Does/Did anyone find that several months into the twitching process they started to feel more weakness and more fatigue? I essentially felt fine strenghwise until about 2 months ago which would have been nearly a year into this whole thing.
I know I did feel and felt weaker over the course of this illness. However that may be due to me not excercising like I use to.
I know I am loosing muscle mass due to the same fact. BCFS causes excercise intolerance and will consequently cause one to get a little out of shape and over all weaker. Not that this is ALS but a mere fact of "If you don't use it you lose it" nature of things.
I keep walking but it's not like it use to be and before I forget muscle tone will also decrease. I'll get back to normal sometime in the near future. I hope to return to the gym full time next week. Not like before but to simply keep my muscle tone.

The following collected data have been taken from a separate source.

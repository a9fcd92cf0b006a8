//! Language-specific context builders

pub mod python;

pub use python::PythonContextBuilder;
//! Template repository implementations

pub mod embedded_repository;
pub mod errors;
pub mod filesystem_loader;
pub mod traits;
pub mod types;

pub use embedded_repository::*;
pub use errors::*;
pub use filesystem_loader::*;
pub use traits::*;
pub use types::*;
//! Template types

use std::path::PathBuf;

/// Shared macros imported by the other templates
pub const MACROS_TEMPLATE: &str = "macros.tera";
/// Models artifact template
pub const MODELS_TEMPLATE: &str = "models.py.tera";
pub const CLIENT_SYNC_TEMPLATE: &str = "client_sync.py.tera";
pub const CLIENT_ASYNC_TEMPLATE: &str = "client_async.py.tera";

/// Every template a complete set provides
pub const TEMPLATE_NAMES: [&str; 4] = [
    MACROS_TEMPLATE,
    MODELS_TEMPLATE,
    CLIENT_SYNC_TEMPLATE,
    CLIENT_ASYNC_TEMPLATE,
];

/// Where a template file was loaded from
#[derive(Debug, Clone, PartialEq, Eq)]
pub enum TemplateSource {
    Embedded,
    FileSystem(PathBuf),
}

/// A single named template
#[derive(Debug, Clone, PartialEq, Eq)]
pub struct TemplateFile {
    pub name: String,
    pub content: String,
    pub source: TemplateSource,
}

/// The templates used for one render
#[derive(Debug, Clone, Default, PartialEq, Eq)]
pub struct TemplateSet {
    pub files: Vec<TemplateFile>,
}

impl TemplateSet {
    pub fn get(&self, name: &str) -> Option<&TemplateFile> {
        self.files.iter().find(|file| file.name == name)
    }

    /// Replace or add a template
    pub fn insert(&mut self, file: TemplateFile) {
        match self.files.iter_mut().find(|existing| existing.name == file.name) {
            Some(existing) => *existing = file,
            None => self.files.push(file),
        }
    }

    pub fn names(&self) -> impl Iterator<Item = &str> {
        self.files.iter().map(|file| file.name.as_str())
    }
}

The sensation of muscle weakness and fatigue is the worst part of this condition for me. I am capable of doing what I need to do but it is very worrisome when you feel mentally that you might not be able to count on your muscles. It seems to have eased off where it is not as bad as it had been but is still there on and off. I did swim and exercise in the pool for about 1/2 hour the other night and was waiting to have a bad day the next day...lo and behold, I actually did well and felt a little bit better? Some mild increase in the twitching but hey, I was able to exercise again. I would think the key in all of this is moderation in everything.
Kit
Its hard to say, my legs are definately not what they used to be. I read about people here who go out for 3 mile runs, but there is no way I can even run for a bus, then again the main reason I cannot do that is because of Asthma.